[[ MATERIALS PROVIDED open ]]
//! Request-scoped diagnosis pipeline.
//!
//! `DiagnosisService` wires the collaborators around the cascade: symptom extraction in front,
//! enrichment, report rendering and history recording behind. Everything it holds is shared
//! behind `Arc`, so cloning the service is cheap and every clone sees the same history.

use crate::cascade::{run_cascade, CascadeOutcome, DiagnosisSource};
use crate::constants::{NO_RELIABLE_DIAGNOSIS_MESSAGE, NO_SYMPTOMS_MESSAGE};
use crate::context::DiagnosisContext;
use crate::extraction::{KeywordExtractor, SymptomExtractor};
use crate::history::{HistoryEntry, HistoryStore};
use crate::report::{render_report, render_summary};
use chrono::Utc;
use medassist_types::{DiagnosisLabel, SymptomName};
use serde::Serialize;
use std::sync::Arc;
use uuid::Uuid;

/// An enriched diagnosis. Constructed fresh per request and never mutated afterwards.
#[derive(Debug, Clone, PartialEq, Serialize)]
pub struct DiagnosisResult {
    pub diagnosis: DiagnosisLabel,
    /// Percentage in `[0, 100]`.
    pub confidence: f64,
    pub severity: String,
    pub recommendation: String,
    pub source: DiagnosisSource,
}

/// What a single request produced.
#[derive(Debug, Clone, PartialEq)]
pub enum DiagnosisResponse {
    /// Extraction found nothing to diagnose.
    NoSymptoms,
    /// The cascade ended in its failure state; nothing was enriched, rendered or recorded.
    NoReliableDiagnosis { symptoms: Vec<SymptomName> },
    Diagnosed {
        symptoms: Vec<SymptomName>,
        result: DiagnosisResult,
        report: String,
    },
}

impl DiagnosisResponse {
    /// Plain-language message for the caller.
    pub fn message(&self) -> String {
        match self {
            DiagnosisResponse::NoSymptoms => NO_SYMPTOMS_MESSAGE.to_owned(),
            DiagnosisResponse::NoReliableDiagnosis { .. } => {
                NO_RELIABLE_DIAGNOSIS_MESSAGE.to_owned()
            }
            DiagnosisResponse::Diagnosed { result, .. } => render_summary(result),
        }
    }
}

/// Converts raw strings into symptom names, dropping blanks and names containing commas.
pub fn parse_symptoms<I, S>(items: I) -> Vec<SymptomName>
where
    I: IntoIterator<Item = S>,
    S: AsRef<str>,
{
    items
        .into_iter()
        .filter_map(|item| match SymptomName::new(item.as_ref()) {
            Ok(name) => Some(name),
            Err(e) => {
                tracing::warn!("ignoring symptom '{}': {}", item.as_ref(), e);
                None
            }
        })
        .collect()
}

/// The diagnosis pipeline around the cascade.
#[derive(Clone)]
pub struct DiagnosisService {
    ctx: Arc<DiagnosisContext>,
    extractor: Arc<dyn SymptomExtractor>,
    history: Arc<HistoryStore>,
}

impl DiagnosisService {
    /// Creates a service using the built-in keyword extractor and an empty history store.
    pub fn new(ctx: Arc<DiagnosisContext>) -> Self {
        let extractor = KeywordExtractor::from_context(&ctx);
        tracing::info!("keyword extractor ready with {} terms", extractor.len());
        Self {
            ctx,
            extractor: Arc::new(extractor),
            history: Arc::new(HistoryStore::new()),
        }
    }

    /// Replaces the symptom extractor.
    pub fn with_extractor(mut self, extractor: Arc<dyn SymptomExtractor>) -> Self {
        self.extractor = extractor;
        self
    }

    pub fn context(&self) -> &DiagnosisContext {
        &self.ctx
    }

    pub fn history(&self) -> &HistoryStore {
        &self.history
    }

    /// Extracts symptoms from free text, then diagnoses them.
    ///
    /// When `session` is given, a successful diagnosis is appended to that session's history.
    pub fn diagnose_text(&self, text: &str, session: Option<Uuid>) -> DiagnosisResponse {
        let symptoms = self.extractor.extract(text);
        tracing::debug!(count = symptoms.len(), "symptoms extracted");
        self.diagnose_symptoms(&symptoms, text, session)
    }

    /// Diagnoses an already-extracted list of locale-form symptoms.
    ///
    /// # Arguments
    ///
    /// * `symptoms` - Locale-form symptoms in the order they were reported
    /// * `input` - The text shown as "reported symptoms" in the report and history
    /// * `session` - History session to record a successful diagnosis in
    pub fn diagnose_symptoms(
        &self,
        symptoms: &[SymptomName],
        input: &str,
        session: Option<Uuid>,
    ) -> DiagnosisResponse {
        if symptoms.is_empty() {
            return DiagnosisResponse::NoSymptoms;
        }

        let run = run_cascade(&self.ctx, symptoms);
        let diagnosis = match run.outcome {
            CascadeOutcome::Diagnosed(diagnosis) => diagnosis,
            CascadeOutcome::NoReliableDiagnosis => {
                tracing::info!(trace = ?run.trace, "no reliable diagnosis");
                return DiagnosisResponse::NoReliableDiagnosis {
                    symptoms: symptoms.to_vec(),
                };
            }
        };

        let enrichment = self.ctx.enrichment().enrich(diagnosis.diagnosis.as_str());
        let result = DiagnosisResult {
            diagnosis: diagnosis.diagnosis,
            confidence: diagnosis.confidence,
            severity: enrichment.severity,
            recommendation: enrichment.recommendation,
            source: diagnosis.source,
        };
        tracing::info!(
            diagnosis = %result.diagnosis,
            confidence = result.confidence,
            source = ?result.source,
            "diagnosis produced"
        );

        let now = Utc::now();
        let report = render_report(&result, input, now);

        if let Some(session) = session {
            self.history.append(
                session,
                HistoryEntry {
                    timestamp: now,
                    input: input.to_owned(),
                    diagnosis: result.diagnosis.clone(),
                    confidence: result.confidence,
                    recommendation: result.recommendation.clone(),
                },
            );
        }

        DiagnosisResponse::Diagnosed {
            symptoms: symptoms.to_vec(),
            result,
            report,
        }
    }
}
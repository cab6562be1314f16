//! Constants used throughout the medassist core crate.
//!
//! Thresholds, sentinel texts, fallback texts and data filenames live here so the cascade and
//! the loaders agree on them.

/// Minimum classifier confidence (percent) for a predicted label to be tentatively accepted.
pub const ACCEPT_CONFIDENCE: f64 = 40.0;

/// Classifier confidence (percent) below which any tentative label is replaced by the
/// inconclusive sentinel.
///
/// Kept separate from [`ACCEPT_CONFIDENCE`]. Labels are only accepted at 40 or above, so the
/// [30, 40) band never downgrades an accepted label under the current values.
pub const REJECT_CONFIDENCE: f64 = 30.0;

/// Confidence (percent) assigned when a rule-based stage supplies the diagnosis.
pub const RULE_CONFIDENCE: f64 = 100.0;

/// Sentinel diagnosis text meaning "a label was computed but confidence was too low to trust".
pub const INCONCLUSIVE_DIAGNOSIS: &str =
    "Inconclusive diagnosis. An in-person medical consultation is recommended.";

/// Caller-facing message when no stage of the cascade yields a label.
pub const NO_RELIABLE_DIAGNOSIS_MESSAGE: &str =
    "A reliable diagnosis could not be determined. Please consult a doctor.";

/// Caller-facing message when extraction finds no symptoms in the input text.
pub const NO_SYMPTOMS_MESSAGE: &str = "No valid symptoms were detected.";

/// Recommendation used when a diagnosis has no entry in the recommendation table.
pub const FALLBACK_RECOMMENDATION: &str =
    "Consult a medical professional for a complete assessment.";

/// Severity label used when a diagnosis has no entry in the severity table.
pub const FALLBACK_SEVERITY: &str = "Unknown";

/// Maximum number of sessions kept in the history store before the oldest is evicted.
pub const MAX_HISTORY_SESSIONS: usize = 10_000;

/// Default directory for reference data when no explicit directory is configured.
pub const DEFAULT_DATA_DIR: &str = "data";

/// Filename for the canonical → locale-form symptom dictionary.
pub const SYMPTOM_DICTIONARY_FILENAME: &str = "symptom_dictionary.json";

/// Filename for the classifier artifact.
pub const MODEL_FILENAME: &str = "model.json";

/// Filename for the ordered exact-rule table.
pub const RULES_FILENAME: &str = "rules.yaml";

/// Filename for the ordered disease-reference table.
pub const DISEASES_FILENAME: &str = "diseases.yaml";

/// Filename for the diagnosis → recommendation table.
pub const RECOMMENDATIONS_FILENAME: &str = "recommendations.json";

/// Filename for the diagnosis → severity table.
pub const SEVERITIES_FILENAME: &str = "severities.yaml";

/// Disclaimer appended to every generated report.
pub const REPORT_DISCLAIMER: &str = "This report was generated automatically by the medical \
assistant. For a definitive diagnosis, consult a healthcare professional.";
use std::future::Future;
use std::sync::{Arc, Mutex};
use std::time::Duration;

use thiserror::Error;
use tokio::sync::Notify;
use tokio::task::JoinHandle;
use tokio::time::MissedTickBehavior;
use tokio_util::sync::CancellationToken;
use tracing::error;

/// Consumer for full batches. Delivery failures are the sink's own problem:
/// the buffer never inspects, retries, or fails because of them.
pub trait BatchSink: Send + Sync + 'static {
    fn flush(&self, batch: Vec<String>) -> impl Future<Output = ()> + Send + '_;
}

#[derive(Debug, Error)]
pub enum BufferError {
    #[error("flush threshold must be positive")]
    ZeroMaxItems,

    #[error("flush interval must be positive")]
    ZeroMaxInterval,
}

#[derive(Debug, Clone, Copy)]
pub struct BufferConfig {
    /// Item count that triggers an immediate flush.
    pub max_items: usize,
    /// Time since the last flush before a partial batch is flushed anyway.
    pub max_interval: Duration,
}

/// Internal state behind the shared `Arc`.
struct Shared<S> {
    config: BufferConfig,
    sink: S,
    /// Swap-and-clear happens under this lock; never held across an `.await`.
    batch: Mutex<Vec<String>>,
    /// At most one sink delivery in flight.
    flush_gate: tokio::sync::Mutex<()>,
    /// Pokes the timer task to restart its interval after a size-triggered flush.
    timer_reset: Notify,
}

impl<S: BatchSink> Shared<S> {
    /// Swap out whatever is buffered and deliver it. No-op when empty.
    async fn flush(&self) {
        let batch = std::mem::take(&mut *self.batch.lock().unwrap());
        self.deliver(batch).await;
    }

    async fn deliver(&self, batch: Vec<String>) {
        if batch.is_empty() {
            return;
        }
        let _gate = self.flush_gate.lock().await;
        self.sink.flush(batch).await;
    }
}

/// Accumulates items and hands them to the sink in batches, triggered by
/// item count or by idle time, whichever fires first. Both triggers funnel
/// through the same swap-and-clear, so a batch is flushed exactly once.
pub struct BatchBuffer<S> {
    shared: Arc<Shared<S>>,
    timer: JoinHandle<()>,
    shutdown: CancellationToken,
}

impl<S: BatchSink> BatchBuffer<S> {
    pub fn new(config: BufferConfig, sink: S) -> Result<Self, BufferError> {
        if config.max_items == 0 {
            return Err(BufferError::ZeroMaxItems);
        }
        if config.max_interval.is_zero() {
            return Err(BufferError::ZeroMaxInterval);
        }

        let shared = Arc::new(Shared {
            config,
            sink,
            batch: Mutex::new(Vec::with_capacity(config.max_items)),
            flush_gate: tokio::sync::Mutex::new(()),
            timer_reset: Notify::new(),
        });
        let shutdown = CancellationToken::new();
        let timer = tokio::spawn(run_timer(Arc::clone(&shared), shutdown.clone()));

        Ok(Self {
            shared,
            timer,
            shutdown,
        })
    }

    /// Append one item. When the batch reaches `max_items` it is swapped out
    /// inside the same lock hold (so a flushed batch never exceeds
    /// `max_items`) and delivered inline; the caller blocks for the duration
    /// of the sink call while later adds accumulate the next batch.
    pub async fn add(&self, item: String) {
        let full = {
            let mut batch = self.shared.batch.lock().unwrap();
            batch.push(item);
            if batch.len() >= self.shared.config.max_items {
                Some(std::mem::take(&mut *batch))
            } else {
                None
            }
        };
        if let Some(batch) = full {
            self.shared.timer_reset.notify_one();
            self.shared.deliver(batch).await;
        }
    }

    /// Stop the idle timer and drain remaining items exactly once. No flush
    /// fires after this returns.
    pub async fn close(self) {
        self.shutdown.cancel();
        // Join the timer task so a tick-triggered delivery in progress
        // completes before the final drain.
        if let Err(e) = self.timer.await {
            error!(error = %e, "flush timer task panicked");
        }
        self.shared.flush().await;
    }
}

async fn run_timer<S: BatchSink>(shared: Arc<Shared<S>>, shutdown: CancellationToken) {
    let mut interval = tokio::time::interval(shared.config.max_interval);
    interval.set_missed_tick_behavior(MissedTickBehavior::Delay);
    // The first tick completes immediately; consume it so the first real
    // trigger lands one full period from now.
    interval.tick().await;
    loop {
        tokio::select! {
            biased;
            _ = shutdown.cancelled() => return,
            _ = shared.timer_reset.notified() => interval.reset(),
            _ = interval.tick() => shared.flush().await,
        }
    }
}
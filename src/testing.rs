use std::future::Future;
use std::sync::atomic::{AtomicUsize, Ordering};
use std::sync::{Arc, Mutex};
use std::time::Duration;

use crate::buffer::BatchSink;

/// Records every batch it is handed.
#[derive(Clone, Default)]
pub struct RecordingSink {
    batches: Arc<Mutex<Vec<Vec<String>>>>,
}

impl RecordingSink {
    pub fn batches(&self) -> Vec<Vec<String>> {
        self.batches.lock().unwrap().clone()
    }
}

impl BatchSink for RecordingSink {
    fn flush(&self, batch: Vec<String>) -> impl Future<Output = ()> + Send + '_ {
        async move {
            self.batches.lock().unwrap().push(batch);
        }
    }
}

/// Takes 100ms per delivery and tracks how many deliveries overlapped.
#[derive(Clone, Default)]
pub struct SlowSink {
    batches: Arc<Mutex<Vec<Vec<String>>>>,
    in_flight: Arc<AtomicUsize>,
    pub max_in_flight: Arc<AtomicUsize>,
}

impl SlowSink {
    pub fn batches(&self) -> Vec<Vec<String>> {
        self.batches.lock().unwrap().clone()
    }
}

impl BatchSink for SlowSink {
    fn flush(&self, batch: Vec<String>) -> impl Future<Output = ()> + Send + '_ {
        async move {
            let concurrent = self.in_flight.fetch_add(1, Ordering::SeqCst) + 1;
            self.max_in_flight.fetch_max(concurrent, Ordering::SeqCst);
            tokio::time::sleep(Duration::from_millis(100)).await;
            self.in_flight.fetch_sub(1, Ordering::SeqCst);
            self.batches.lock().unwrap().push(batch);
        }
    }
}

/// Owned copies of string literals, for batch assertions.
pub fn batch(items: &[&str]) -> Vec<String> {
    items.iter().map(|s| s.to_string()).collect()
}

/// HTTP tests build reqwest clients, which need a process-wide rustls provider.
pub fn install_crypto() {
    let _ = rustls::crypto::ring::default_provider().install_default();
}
[[ MATERIALS PROVIDED closed ]]
ABOUT THIS EXERCISE
Every line above that holds the word "DiagnosisResult" is to be found and copied.

RESULT OF THE EXERCISE
pub struct DiagnosisResult {
        result: DiagnosisResult,
        let result = DiagnosisResult {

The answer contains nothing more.